[REQUIRED ACTION] Provide the number of lines below containing the word "known", without any other words.

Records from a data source
┄┄┄┄┄┄┄┄┄┄┄┄┄┄┄┄┄┄┄┄

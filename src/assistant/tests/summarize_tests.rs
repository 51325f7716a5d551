use super::*;
use crate::assistant::fake::FakeAssistant;
use crate::session_gate::LocalSessionGate;
use crate::stats::{MemoryRemoteStore, PrincipalId};
use std::sync::Arc;
use tempfile::TempDir;

async fn ready_store() -> Arc<StatsStore> {
    let gate = LocalSessionGate::signed_in(PrincipalId::new("student-1").unwrap());
    let store = Arc::new(StatsStore::new(
        Arc::new(gate),
        Arc::new(MemoryRemoteStore::new()),
    ));
    store.initialize_stats().await;
    store
}

#[tokio::test]
async fn test_summarize_counts_document() {
    let dir = TempDir::new().unwrap();
    let path = dir.path().join("biology.txt");
    std::fs::write(&path, "Cells are the basic unit of life.").unwrap();
    let store = ready_store().await;
    let fake = FakeAssistant::default();

    let report = summarize_file(&fake, &store, &UploadConfig::default(), &path)
        .await
        .unwrap();

    assert_eq!(report.file_name, "biology.txt");
    assert_eq!(report.size_label, "33 Bytes");
    assert_eq!(report.summary, "Summary of 33 chars");
    assert_eq!(report.stats, IncrementOutcome::Confirmed { value: 1 });
    assert_eq!(store.stats().documents_processed, 1);
    assert_eq!(fake.summarized.lock().unwrap().len(), 1);
}

#[tokio::test]
async fn test_failed_summary_does_not_count() {
    let dir = TempDir::new().unwrap();
    let path = dir.path().join("notes.txt");
    std::fs::write(&path, "some notes").unwrap();
    let store = ready_store().await;

    let result = summarize_file(
        &FakeAssistant::failing("No text provided"),
        &store,
        &UploadConfig::default(),
        &path,
    )
    .await;

    assert_eq!(result.unwrap_err().to_string(), "No text provided");
    assert_eq!(store.stats().documents_processed, 0);
}

#[tokio::test]
async fn test_rejected_upload_never_reaches_api() {
    let dir = TempDir::new().unwrap();
    let path = dir.path().join("slides.pptx");
    std::fs::write(&path, "binary").unwrap();
    let store = ready_store().await;
    let fake = FakeAssistant::default();

    let err = summarize_file(&fake, &store, &UploadConfig::default(), &path)
        .await
        .unwrap_err();

    assert_eq!(err.to_string(), "Please upload only .txt or .pdf files");
    assert!(fake.summarized.lock().unwrap().is_empty());
}

#[tokio::test]
async fn test_blank_document_is_rejected() {
    let dir = TempDir::new().unwrap();
    let path = dir.path().join("empty.txt");
    std::fs::write(&path, "  \n ").unwrap();
    let store = ready_store().await;

    let err = summarize_file(&FakeAssistant::default(), &store, &UploadConfig::default(), &path)
        .await
        .unwrap_err();

    assert!(err.to_string().contains("No text found"));
}

/// Builds a one-page PDF showing `text` in Helvetica, with a valid xref table.
fn single_page_pdf(text: &str) -> Vec<u8> {
    let content = format!("BT /F1 24 Tf 72 700 Td ({}) Tj ET", text);
    let objects = [
        "<< /Type /Catalog /Pages 2 0 R >>".to_string(),
        "<< /Type /Pages /Kids [3 0 R] /Count 1 >>".to_string(),
        "<< /Type /Page /Parent 2 0 R /MediaBox [0 0 612 792] /Contents 4 0 R \
         /Resources << /Font << /F1 5 0 R >> >> >>"
            .to_string(),
        format!(
            "<< /Length {} >>\nstream\n{}\nendstream",
            content.len(),
            content
        ),
        "<< /Type /Font /Subtype /Type1 /BaseFont /Helvetica /Encoding /WinAnsiEncoding >>"
            .to_string(),
    ];

    let mut pdf = b"%PDF-1.4\n".to_vec();
    let mut offsets = Vec::new();
    for (i, body) in objects.iter().enumerate() {
        offsets.push(pdf.len());
        pdf.extend_from_slice(format!("{} 0 obj\n{}\nendobj\n", i + 1, body).as_bytes());
    }

    let xref_at = pdf.len();
    pdf.extend_from_slice(format!("xref\n0 {}\n", objects.len() + 1).as_bytes());
    pdf.extend_from_slice(b"0000000000 65535 f \n");
    for offset in offsets {
        pdf.extend_from_slice(format!("{:010} 00000 n \n", offset).as_bytes());
    }
    pdf.extend_from_slice(
        format!(
            "trailer\n<< /Size {} /Root 1 0 R >>\nstartxref\n{}\n%%EOF\n",
            objects.len() + 1,
            xref_at
        )
        .as_bytes(),
    );
    pdf
}

#[test]
fn test_extracts_pdf_text() {
    let dir = TempDir::new().unwrap();
    let path = dir.path().join("paper.pdf");
    std::fs::write(&path, single_page_pdf("Photosynthesis")).unwrap();
    let file = UploadCandidate::from_path(&path).unwrap();

    let text = extract_text(&path, &file).unwrap();
    assert!(text.contains("Photosynthesis"), "extracted: {:?}", text);
}

#[tokio::test]
async fn test_summarize_pdf_counts_document() {
    let dir = TempDir::new().unwrap();
    let path = dir.path().join("chapter.pdf");
    std::fs::write(&path, single_page_pdf("Mitochondria")).unwrap();
    let store = ready_store().await;
    let fake = FakeAssistant::default();

    let report = summarize_file(&fake, &store, &UploadConfig::default(), &path)
        .await
        .unwrap();

    assert_eq!(report.file_name, "chapter.pdf");
    assert_eq!(report.stats, IncrementOutcome::Confirmed { value: 1 });
    let sent = fake.summarized.lock().unwrap();
    assert!(sent[0].contains("Mitochondria"));
}

#[test]
fn test_malformed_pdf_is_an_error() {
    let dir = TempDir::new().unwrap();
    let path = dir.path().join("broken.pdf");
    std::fs::write(&path, "%PDF-1.4\nnot really a pdf").unwrap();
    let file = UploadCandidate::from_path(&path).unwrap();

    let err = extract_text(&path, &file).unwrap_err();
    assert!(err.to_string().contains("Failed to extract text from broken.pdf"));
}
use super::*;
use serial_test::serial;
use tempfile::TempDir;

#[test]
#[serial]
fn test_home_override_is_created() {
    let temp_dir = TempDir::new().unwrap();
    let home = temp_dir.path().join("nested").join("home");
    std::env::set_var(HOME_ENV, &home);

    let dir = study_home_dir().unwrap();
    let logs = logs_dir().unwrap();

    std::env::remove_var(HOME_ENV);

    assert_eq!(dir, home);
    assert!(dir.is_dir());
    assert_eq!(logs, home.join("logs"));
    assert!(logs.is_dir());
}

#[test]
#[serial]
fn test_file_paths_live_under_home() {
    let temp_dir = TempDir::new().unwrap();
    std::env::set_var(HOME_ENV, temp_dir.path());

    let accounts = accounts_path().unwrap();
    let session = session_path().unwrap();
    let remote = default_remote_root().unwrap();

    std::env::remove_var(HOME_ENV);

    assert_eq!(accounts, temp_dir.path().join("accounts.json"));
    assert_eq!(session, temp_dir.path().join("session.json"));
    assert!(remote.is_dir());
}

#[test]
fn test_principal_key_is_stable_and_safe() {
    let a = principal_key("user/with:odd chars");
    let b = principal_key("user/with:odd chars");
    assert_eq!(a, b);
    assert_eq!(a.len(), 16);
    assert!(a.chars().all(|c| c.is_ascii_hexdigit()));
    assert_ne!(a, principal_key("another-user"));
}

#[test]
fn test_hex_encode() {
    assert_eq!(hex_encode(&[0x00, 0xab, 0xff]), "00abff");
}
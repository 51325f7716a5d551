//! Client-side validation for the sign-in and sign-up forms.

use regex::Regex;
use std::fmt::{Display, Formatter};
use std::sync::OnceLock;

/// Minimum password length accepted by the identity provider.
pub const MIN_PASSWORD_LEN: usize = 6;

#[derive(Debug, Clone, PartialEq, Eq)]
pub enum ValidationError {
    EmailRequired,
    InvalidEmail,
    PasswordRequired,
    PasswordTooShort,
    PasswordMismatch,
}

impl Display for ValidationError {
    fn fmt(&self, f: &mut Formatter<'_>) -> std::fmt::Result {
        match self {
            Self::EmailRequired => write!(f, "Email is required"),
            Self::InvalidEmail => write!(f, "Please enter a valid email address"),
            Self::PasswordRequired => write!(f, "Password is required"),
            Self::PasswordTooShort => write!(
                f,
                "Password should be at least {} characters",
                MIN_PASSWORD_LEN
            ),
            Self::PasswordMismatch => write!(f, "Passwords do not match"),
        }
    }
}

impl std::error::Error for ValidationError {}

fn email_regex() -> &'static Regex {
    static EMAIL: OnceLock<Regex> = OnceLock::new();
    EMAIL.get_or_init(|| Regex::new(r"^[^\s@]+@[^\s@]+\.[^\s@]+$").expect("valid email regex"))
}

fn validate_email(email: &str) -> Result<(), ValidationError> {
    let email = email.trim();
    if email.is_empty() {
        return Err(ValidationError::EmailRequired);
    }
    if !email_regex().is_match(email) {
        return Err(ValidationError::InvalidEmail);
    }
    Ok(())
}

/// Validates the sign-in form.
pub fn validate_sign_in(email: &str, password: &str) -> Result<(), ValidationError> {
    validate_email(email)?;
    if password.is_empty() {
        return Err(ValidationError::PasswordRequired);
    }
    Ok(())
}

/// Validates the sign-up form. The confirmation check runs before the length check.
pub fn validate_sign_up(email: &str, password: &str, confirm: &str) -> Result<(), ValidationError> {
    validate_email(email)?;
    if password.is_empty() {
        return Err(ValidationError::PasswordRequired);
    }
    if password != confirm {
        return Err(ValidationError::PasswordMismatch);
    }
    if password.chars().count() < MIN_PASSWORD_LEN {
        return Err(ValidationError::PasswordTooShort);
    }
    Ok(())
}

#[cfg(test)]
#[path = "tests/validation_tests.rs"]
mod tests;
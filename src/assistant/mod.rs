//! Study assistant: document summarization and chat against the assistant API.

pub mod api_client;
pub mod chat;
pub mod summarize;
pub mod upload;

pub use api_client::{AssistantApi, ChatReply, ChatRole, HistoryEntry, HttpAssistantClient};
pub use chat::{ChatMessage, ChatSession, ChatTurn};
pub use summarize::{summarize_file, SummaryReport};
pub use upload::{format_file_size, validate_upload, UploadCandidate, UploadError};

#[cfg(test)]
pub(crate) mod fake {
    use super::api_client::{AssistantApi, ChatReply, HistoryEntry};
    use anyhow::Result;
    use async_trait::async_trait;
    use std::sync::Mutex;

    /// Scripted assistant that records what it was sent.
    #[derive(Default)]
    pub struct FakeAssistant {
        pub fail_with: Mutex<Option<String>>,
        pub chats: Mutex<Vec<(String, Vec<HistoryEntry>)>>,
        pub summarized: Mutex<Vec<String>>,
    }

    impl FakeAssistant {
        pub fn failing(message: &str) -> Self {
            let fake = Self::default();
            *fake.fail_with.lock().unwrap() = Some(message.to_string());
            fake
        }

        fn failure(&self) -> Option<anyhow::Error> {
            self.fail_with
                .lock()
                .unwrap()
                .as_ref()
                .map(|m| anyhow::anyhow!(m.clone()))
        }
    }

    #[async_trait]
    impl AssistantApi for FakeAssistant {
        async fn summarize(&self, text: &str) -> Result<String> {
            if let Some(e) = self.failure() {
                return Err(e);
            }
            self.summarized.lock().unwrap().push(text.to_string());
            Ok(format!("Summary of {} chars", text.chars().count()))
        }

        async fn chat(&self, message: &str, history: &[HistoryEntry]) -> Result<ChatReply> {
            if let Some(e) = self.failure() {
                return Err(e);
            }
            self.chats
                .lock()
                .unwrap()
                .push((message.to_string(), history.to_vec()));
            Ok(ChatReply {
                response: format!("Answer to: {}", message),
                model: Some("fake".to_string()),
            })
        }
    }
}
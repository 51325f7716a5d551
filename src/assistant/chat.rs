//! Conversation state for the study-assistant chat.

use super::api_client::{AssistantApi, ChatRole, HistoryEntry};
use crate::stats::{IncrementOutcome, StatKind, StatsStore, TimestampUtc};
use anyhow::Result;
use std::sync::Arc;

pub const GREETING: &str =
    "Hi! I'm your study assistant. Ask me about your notes, a concept, or how to prepare for an exam.";

#[derive(Debug, Clone, PartialEq, Eq)]
pub struct ChatMessage {
    pub role: ChatRole,
    pub content: String,
    pub is_error: bool,
    pub at: TimestampUtc,
}

impl ChatMessage {
    fn new(role: ChatRole, content: impl Into<String>, is_error: bool) -> Self {
        Self {
            role,
            content: content.into(),
            is_error,
            at: TimestampUtc::now(),
        }
    }
}

/// What happened to a sent message.
#[derive(Debug, Clone, PartialEq, Eq)]
pub enum ChatTurn {
    Answered {
        reply: String,
        model: Option<String>,
        stats: IncrementOutcome,
    },
    Failed {
        error: String,
    },
}

pub struct ChatSession {
    api: Arc<dyn AssistantApi>,
    stats: Arc<StatsStore>,
    history_limit: usize,
    messages: Vec<ChatMessage>,
}

impl ChatSession {
    /// Starts a conversation seeded with the assistant greeting.
    pub fn new(api: Arc<dyn AssistantApi>, stats: Arc<StatsStore>, history_limit: usize) -> Self {
        Self {
            api,
            stats,
            history_limit,
            messages: vec![ChatMessage::new(ChatRole::Assistant, GREETING, false)],
        }
    }

    pub fn messages(&self) -> &[ChatMessage] {
        &self.messages
    }

    /// The most recent `history_limit` messages, oldest first.
    fn context_window(&self) -> Vec<HistoryEntry> {
        let start = self.messages.len().saturating_sub(self.history_limit);
        self.messages[start..]
            .iter()
            .map(|m| HistoryEntry {
                role: m.role,
                content: m.content.clone(),
            })
            .collect()
    }

    /// Sends a message with the preceding conversation as context.
    ///
    /// API failures are recorded as an error reply and returned as
    /// `ChatTurn::Failed`; only an empty message is an `Err`.
    pub async fn send(&mut self, text: &str) -> Result<ChatTurn> {
        let text = text.trim();
        if text.is_empty() {
            anyhow::bail!("Message cannot be empty");
        }

        let history = self.context_window();
        self.messages
            .push(ChatMessage::new(ChatRole::User, text, false));

        match self.api.chat(text, &history).await {
            Ok(reply) => {
                self.messages
                    .push(ChatMessage::new(ChatRole::Assistant, &reply.response, false));
                let stats = self.stats.increment_stat(StatKind::QuestionsAsked).await;
                Ok(ChatTurn::Answered {
                    reply: reply.response,
                    model: reply.model,
                    stats,
                })
            }
            Err(e) => {
                tracing::warn!(error = %e, "chat request failed");
                let error = format!("Sorry, I ran into a problem answering that: {}", e);
                self.messages
                    .push(ChatMessage::new(ChatRole::Assistant, &error, true));
                Ok(ChatTurn::Failed { error })
            }
        }
    }
}

#[cfg(test)]
#[path = "tests/chat_tests.rs"]
mod tests;
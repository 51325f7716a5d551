//! Text rendering of the signed-in dashboard.

use crate::stats::{LoadPhase, StatKind, StoreState};

/// Time-of-day greeting for a local hour (0-23).
pub fn greeting(hour: u32) -> &'static str {
    if hour < 12 {
        "Good morning"
    } else if hour < 18 {
        "Good afternoon"
    } else {
        "Good evening"
    }
}

/// Profile name if set, otherwise the local part of the email.
pub fn display_name(profile_name: Option<&str>, email: &str) -> String {
    match profile_name.map(str::trim).filter(|name| !name.is_empty()) {
        Some(name) => name.to_string(),
        None => email.split('@').next().unwrap_or(email).to_string(),
    }
}

fn status_line(state: &StoreState) -> Option<&'static str> {
    if state.is_loading {
        return Some("Loading your stats...");
    }
    if !state.is_online {
        return Some("Offline: showing your last known stats");
    }
    match state.phase {
        LoadPhase::Degraded => Some("Stats could not be refreshed; showing last known values"),
        _ => None,
    }
}

/// Renders the greeting, a status line when degraded, and one row per counter.
pub fn render(name: &str, hour: u32, state: &StoreState) -> String {
    let mut lines = vec![format!("{}, {}!", greeting(hour), name)];
    if let Some(status) = status_line(state) {
        lines.push(status.to_string());
    }
    lines.push(String::new());

    let width = StatKind::ALL
        .iter()
        .map(|kind| kind.label().len())
        .max()
        .unwrap_or(0);
    for kind in StatKind::ALL {
        lines.push(format!(
            "  {:<width$}  {}",
            kind.label(),
            state.stats.get(kind),
            width = width
        ));
    }
    lines.join("\n")
}

#[cfg(test)]
#[path = "tests/dashboard_tests.rs"]
mod tests;
use super::*;
use tempfile::TempDir;

fn create_test_logger() -> (StructuredLogger, TempDir) {
    let temp_dir = TempDir::new().expect("Failed to create temp dir");
    let logger = StructuredLogger::new("test-run", temp_dir.path()).expect("Failed to create logger");
    (logger, temp_dir)
}

fn read_entries(temp_dir: &TempDir) -> Vec<LogEntry> {
    let content = std::fs::read_to_string(temp_dir.path().join("events.jsonl"))
        .expect("Failed to read log file");
    content
        .lines()
        .map(|line| serde_json::from_str(line).expect("Failed to parse log entry"))
        .collect()
}

#[test]
fn test_log_entries_are_valid_json() {
    let (logger, temp_dir) = create_test_logger();

    logger.log("TestComponent", serde_json::json!({"key": "value1"}));
    logger.log("TestComponent", serde_json::json!({"key": "value2"}));

    let entries = read_entries(&temp_dir);
    assert_eq!(entries.len(), 2);
    for entry in entries {
        assert_eq!(entry.run_id, "test-run");
        assert_eq!(entry.component, "TestComponent");
    }
}

#[test]
fn test_sequence_numbers_monotonic() {
    let (logger, temp_dir) = create_test_logger();

    for i in 0..10 {
        logger.log("Test", serde_json::json!({"iteration": i}));
    }

    let mut prev_seq = 0u64;
    for entry in read_entries(&temp_dir) {
        assert!(
            entry.seq > prev_seq,
            "Sequence numbers should be monotonically increasing"
        );
        prev_seq = entry.seq;
    }
}

#[test]
fn test_rollback_event_shape() {
    let (logger, temp_dir) = create_test_logger();

    logger.log_optimistic_applied(7, StatKind::DocumentsProcessed, 6);
    logger.log_rollback(7, StatKind::DocumentsProcessed, 5, "remote unavailable: offline");

    let entries = read_entries(&temp_dir);
    assert_eq!(entries[0].event["type"], "OptimisticApplied");
    assert_eq!(entries[1].event["type"], "RolledBack");
    assert_eq!(entries[1].event["stat"], "documentsProcessed");
    assert_eq!(entries[1].event["pending_id"], 7);
    assert_eq!(entries[1].event["value"], 5);
}

#[test]
fn test_load_outcome_event() {
    let (logger, temp_dir) = create_test_logger();

    logger.log_load_outcome(Some("uid-1"), &LoadOutcome::Provisioned);

    let entries = read_entries(&temp_dir);
    assert_eq!(entries[0].component, "Stats");
    assert_eq!(entries[0].event["principal"], "uid-1");
    assert_eq!(entries[0].event["outcome"]["kind"], "provisioned");
}

#[test]
fn test_path_points_at_events_file() {
    let (logger, temp_dir) = create_test_logger();
    assert_eq!(logger.path(), &temp_dir.path().join("events.jsonl"));
}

┄┄┄┄┄┄┄┄┄┄┄┄┄┄┄┄┄┄┄┄

[OUTPUT] 2